胚内で核と微小核がセグメンテーションされ、左側には蛍光の生画像（緑色）、右側には細胞内構造の3D解析が表示されています。

画像解析ワークフロー

細胞表現型解析の分析力と自動化を新たな高みへ

がん研究および細胞生物学における高度な画像解析例

現代の顕微鏡はナノレベルの詳細までイメージングできるため、細胞内構造の表現型解析にもまた最新技術が求められます。細胞生物学やがん研究で直面する課題に限らず、ZEISSの強力なソフトウェアを使用すれば、信頼性と再現性の高い結果を得ることができます。多様な画像解析タスクに対応するAIベースの自動解析パイプラインを構築することで、研究の問いに答えることができます。

インスタンスセグメンテーション（オブジェクトベースのセグメンテーション）を使用して、すべての細胞を個別にセグメント化。高精度のセグメンテーション結果を基に、各細胞の経時変化を忠実にトラッキング。

細胞トラッキング

位相差イメージングに基づいた個別の細胞のセグメンテーションとトラッキングにより、細胞の運動性を解析

細胞トラッキングは、タイムラプス画像解析の中でも最も難しいタスクの一つです。これは単一細胞レベルでの解析や、がん細胞の浸潤、免疫細胞の移動、胚発生などの様々な文脈で細胞の運動性を研究するための基礎となります。

96ウェルプレートの各ウェルに画像中の核数を示すヒートマップ表示を生成（赤：多い、青：少ない）。

核カウント

DAPIなどの蛍光核マーカーを使用したワークフローで核の数をカウント

核カウントは、生物学的研究における一般的な細胞表現型解析タスクの一つです。多くのアプリケーションや後続の解析において、これを自動化することは非常に重要です。このワークフローはあらかじめトレーニングした深層学習モデルに基づくもので、1つまたは複数の顕微鏡画像内のDAPIなどの任意の蛍光核マーカーを元に核を自動的にセグメンテーションし、分離してカウントします。さらに、タイムラプス画像やマルチウェルの計測もサポートしています。出力結果は、各ウェルごとの画像中の核数をタイムポイント（該当する場合）ごとに示したマトリックス形式で提供されます。深層学習モデルは、異なる分解能と倍率を持つ複数の顕微鏡から得られたデータセットでトレーニングされます。

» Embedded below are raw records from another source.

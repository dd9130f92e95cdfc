use std::collections::HashMap;

use log::debug;

use crate::error::{Error, Result};
use crate::model::{CitizenToken, Idea, RatedIdea, Rating};

/// Owns the rating ledger and the running final rating of every contender.
///
/// A contender's final rating is the sum, over each of their published ideas
/// that currently has at least one rating, of that idea's mean rating. It is
/// recomputed eagerly whenever the ledger changes, so lookups are O(1).
#[derive(Debug, Default)]
pub struct RatingAggregator {
    ledger: HashMap<Idea, RatedIdea>,
    /// Ideas each contender has published, in publication order.
    published: HashMap<CitizenToken, Vec<Idea>>,
    /// Contenders in the order they first published an idea. Breaks ties.
    publishers: Vec<CitizenToken>,
    final_ratings: HashMap<CitizenToken, f64>,
}

impl RatingAggregator {
    pub fn new() -> Self {
        Self::default()
    }

    /// Open `idea` for rating on behalf of `contender`.
    ///
    /// Publishing an idea again starts its ledger entry afresh, dropping any
    /// ratings it had; if it was published by someone else it now belongs to
    /// `contender`.
    pub fn publish(&mut self, idea: Idea, contender: CitizenToken) {
        let previous = self
            .ledger
            .insert(idea.clone(), RatedIdea::new(idea.clone(), contender));
        if let Some(previous) = previous {
            let previous_publisher = *previous.publisher();
            if previous_publisher != contender {
                if let Some(ideas) = self.published.get_mut(&previous_publisher) {
                    ideas.retain(|published| published != &idea);
                }
                self.recompute(&previous_publisher);
            }
        }

        if !self.published.contains_key(&contender) {
            self.publishers.push(contender);
        }
        let ideas = self.published.entry(contender).or_default();
        if !ideas.contains(&idea) {
            ideas.push(idea);
        }
        self.recompute(&contender);
    }

    /// Record `rater`'s rating of `idea`, replacing any earlier rating of theirs.
    /// Returns the contender who published the idea.
    pub fn rate(
        &mut self,
        rater: CitizenToken,
        idea: &Idea,
        rating: Rating,
    ) -> Result<CitizenToken> {
        let rated = self
            .ledger
            .get_mut(idea)
            .ok_or_else(|| Error::IdeaNotPublished(idea.clone()))?;
        let publisher = *rated.publisher();
        if publisher == rater {
            return Err(Error::SelfRatingForbidden);
        }

        rated.add_rating(rater, rating);
        self.recompute(&publisher);
        Ok(publisher)
    }

    /// Remove `rater`'s rating of `idea`, if there is one.
    pub fn delete_rating(&mut self, rater: &CitizenToken, idea: &Idea) -> Option<Rating> {
        let rated = self.ledger.get_mut(idea)?;
        let removed = rated.delete_rating(rater)?;
        let publisher = *rated.publisher();
        self.recompute(&publisher);
        Some(removed)
    }

    pub fn rating_of(&self, rater: &CitizenToken, idea: &Idea) -> Option<Rating> {
        self.ledger.get(idea)?.rating_by(rater)
    }

    pub fn publisher_of(&self, idea: &Idea) -> Option<CitizenToken> {
        self.ledger.get(idea).map(|rated| *rated.publisher())
    }

    /// The contender's final rating, or `None` if none of their ideas is rated.
    pub fn final_rating_of(&self, contender: &CitizenToken) -> Option<f64> {
        self.final_ratings.get(contender).copied()
    }

    /// The contender with the highest final rating. On a tie the contender
    /// who published first wins.
    pub fn leader(&self) -> Option<CitizenToken> {
        let mut leader: Option<(CitizenToken, f64)> = None;
        for contender in &self.publishers {
            if let Some(&rating) = self.final_ratings.get(contender) {
                match leader {
                    Some((_, best)) if best >= rating => {}
                    _ => leader = Some((*contender, rating)),
                }
            }
        }
        leader.map(|(contender, _)| contender)
    }

    fn recompute(&mut self, contender: &CitizenToken) {
        let averages = self
            .published
            .get(contender)
            .into_iter()
            .flatten()
            .filter_map(|idea| self.ledger.get(idea))
            .filter(|rated| rated.publisher() == contender)
            .filter_map(RatedIdea::average_rating)
            .collect::<Vec<_>>();

        if averages.is_empty() {
            self.final_ratings.remove(contender);
        } else {
            let total = averages.iter().sum::<f64>();
            debug!("Final rating of contender {contender} is now {total}");
            self.final_ratings.insert(*contender, total);
        }
    }
}
use serde::{Deserialize, Serialize};

use crate::error::{Error, Result};

use super::Idea;

pub const MIN_IDEAS: usize = 1;
pub const MAX_IDEAS: usize = 3;

/// A contender's bounded set of ideas.
///
/// Ideas are unique and kept in the order they were added, so enumeration is
/// deterministic. Between `MIN_IDEAS` and `MAX_IDEAS` ideas are held at all
/// times.
#[derive(Debug, Clone, PartialEq, Eq, Serialize, Deserialize)]
#[serde(try_from = "Vec<Idea>", into = "Vec<Idea>")]
pub struct Manifesto {
    ideas: Vec<Idea>,
}

impl Manifesto {
    /// Create a manifesto from the given ideas. Repeated ideas are kept once,
    /// but the size bound applies to the ideas as submitted.
    pub fn new(ideas: impl IntoIterator<Item = Idea>) -> Result<Self> {
        let submitted = ideas.into_iter().collect::<Vec<_>>();
        if submitted.len() < MIN_IDEAS || submitted.len() > MAX_IDEAS {
            return Err(Error::InvalidManifestoSize(submitted.len()));
        }

        let mut ideas = Vec::with_capacity(MAX_IDEAS);
        for idea in submitted {
            if !ideas.contains(&idea) {
                ideas.push(idea);
            }
        }
        Ok(Self { ideas })
    }

    /// Read-only view of the ideas, in insertion order.
    pub fn ideas(&self) -> &[Idea] {
        &self.ideas
    }

    pub fn contains(&self, idea: &Idea) -> bool {
        self.ideas.contains(idea)
    }

    pub fn len(&self) -> usize {
        self.ideas.len()
    }

    /// Add an idea. Returns whether the idea was new; an idea that is already
    /// present is absorbed without error.
    pub fn add(&mut self, idea: Idea) -> Result<bool> {
        if self.ideas.len() >= MAX_IDEAS {
            return Err(Error::ManifestoFull);
        }
        if self.contains(&idea) {
            return Ok(false);
        }
        self.ideas.push(idea);
        Ok(true)
    }

    /// Remove an idea. Returns whether the idea was present.
    pub fn remove(&mut self, idea: &Idea) -> Result<bool> {
        if self.ideas.len() <= MIN_IDEAS {
            return Err(Error::ManifestoEmpty);
        }
        let before = self.ideas.len();
        self.ideas.retain(|existing| existing != idea);
        Ok(self.ideas.len() != before)
    }
}

impl TryFrom<Vec<Idea>> for Manifesto {
    type Error = Error;

    fn try_from(ideas: Vec<Idea>) -> Result<Self> {
        Self::new(ideas)
    }
}

impl From<Manifesto> for Vec<Idea> {
    fn from(manifesto: Manifesto) -> Self {
        manifesto.ideas
    }
}


#[cfg(test)]
mod tests {
    use rocket::serde::json::serde_json;

    use super::*;

    #[test]
    fn can_create_manifesto_with_one_to_three_ideas() {
        let one = Manifesto::new([Idea::example1()]).unwrap();
        assert_eq!(&[Idea::example1()], one.ideas());

        let two = Manifesto::new([Idea::example1(), Idea::example2()]).unwrap();
        assert_eq!(2, two.len());

        let three =
            Manifesto::new([Idea::example1(), Idea::example2(), Idea::example3()]).unwrap();
        assert_eq!(
            &[Idea::example1(), Idea::example2(), Idea::example3()],
            three.ideas()
        );
    }

    #[test]
    fn cannot_create_manifesto_with_more_than_three_ideas() {
        let ideas = [
            Idea::example1(),
            Idea::example2(),
            Idea::example3(),
            Idea::example4(),
        ];
        assert_eq!(Err(Error::InvalidManifestoSize(4)), Manifesto::new(ideas));
    }

    #[test]
    fn cannot_create_manifesto_with_no_ideas() {
        assert_eq!(
            Err(Error::InvalidManifestoSize(0)),
            Manifesto::new(Vec::new())
        );
    }

    #[test]
    fn repeated_ideas_are_kept_once() {
        let manifesto = Manifesto::new([Idea::example1(), Idea::example1()]).unwrap();
        assert_eq!(&[Idea::example1()], manifesto.ideas());
    }

    #[test]
    fn can_add_an_idea_if_manifesto_contains_less_than_three_ideas() {
        let mut manifesto = Manifesto::example();
        assert_eq!(Ok(true), manifesto.add(Idea::example3()));
        assert_eq!(
            &[Idea::example1(), Idea::example2(), Idea::example3()],
            manifesto.ideas()
        );
    }

    #[test]
    fn adding_a_known_idea_is_absorbed() {
        let mut manifesto = Manifesto::example();
        assert_eq!(Ok(false), manifesto.add(Idea::example1()));
        assert_eq!(2, manifesto.len());
    }

    #[test]
    fn cannot_add_an_idea_if_manifesto_already_contains_three_ideas() {
        let mut manifesto =
            Manifesto::new([Idea::example1(), Idea::example2(), Idea::example3()]).unwrap();
        assert_eq!(Err(Error::ManifestoFull), manifesto.add(Idea::example4()));
        assert_eq!(3, manifesto.len());
    }

    #[test]
    fn can_remove_an_idea_from_the_manifesto() {
        let mut manifesto = Manifesto::example();
        assert_eq!(Ok(true), manifesto.remove(&Idea::example1()));
        assert_eq!(&[Idea::example2()], manifesto.ideas());
    }

    #[test]
    fn cannot_remove_all_ideas_from_the_manifesto() {
        let mut manifesto = Manifesto::new([Idea::example1()]).unwrap();
        assert_eq!(Err(Error::ManifestoEmpty), manifesto.remove(&Idea::example1()));
        assert_eq!(&[Idea::example1()], manifesto.ideas());
    }

    #[test]
    fn deserialization_enforces_size_bounds() {
        let manifesto: Manifesto = serde_json::from_str(r#"["a", "b"]"#).unwrap();
        assert_eq!(&[Idea::new("a"), Idea::new("b")], manifesto.ideas());
        assert!(serde_json::from_str::<Manifesto>("[]").is_err());
        assert!(serde_json::from_str::<Manifesto>(r#"["a", "b", "c", "d"]"#).is_err());
    }
}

各核内でセグメンテーションされた核（シアンのハイライト）とセグメント化されたfoci（マゼンタのハイライト）

ハイコンテント遺伝毒性試験

DAPI染色細胞のfociのシグナル強度を2チャンネルで測定し、DNA損傷レベルを定量化

DNA損傷の解析はがん研究において重要です。ハイコンテントスクリーニングにより、異なる条件が遺伝毒性に与える影響を効率的にテストできます。

データ取得後、最初のステップとしてDAPIで染色された核がセグメンテーションされます。次に、別の核シグナル（赤色シグナル）の輝度測定を基に細胞周期のステージが決定されます。その後、分析パイプライン内で親子構造分析をすることで、これらの核を、分析パイプラインにおいて細胞内のDNA損傷foci（EdU、緑色シグナル）に基づいて分類することが可能です。このソリューションにより、核を多様なパラメータで迅速かつ柔軟に層別化し、遺伝毒性に関する詳細なメカニズム解析が実施できます。

ZEISS arivisプラットフォームでセットアップすれば、解析結果を3Dで表示でき、数百の試料に対してスケールアップすることも可能です。

マルチウェルプレートからの細胞。AIによる自動解析により、赤と緑のマーカーが陽性である細胞を特定。

表現型スクリーニング

核、細胞質、膜内の複数の蛍光マーカーの輝度および細胞形態に基づく表現型の特徴評価

表現型スクリーニングは、特定の生物学的標的にとらわれず、細胞の表現型の変化をモニターする薬剤探索アプローチです。このアプリケーションは、複雑な細胞モデルにおける様々な細胞内の輝度や形態の解析結果を提供し、マルチウェルプレートでの高スループット定量解析を可能にします。この例では、核マーカーを用いて全細胞を識別し、核および細胞質マーカーの組み合わせに基づき特定の細胞集団が識別されています。また、細胞質マーカーにより、このマーカーを発現する全個々の細胞の形状およびサイズが特徴評価されています。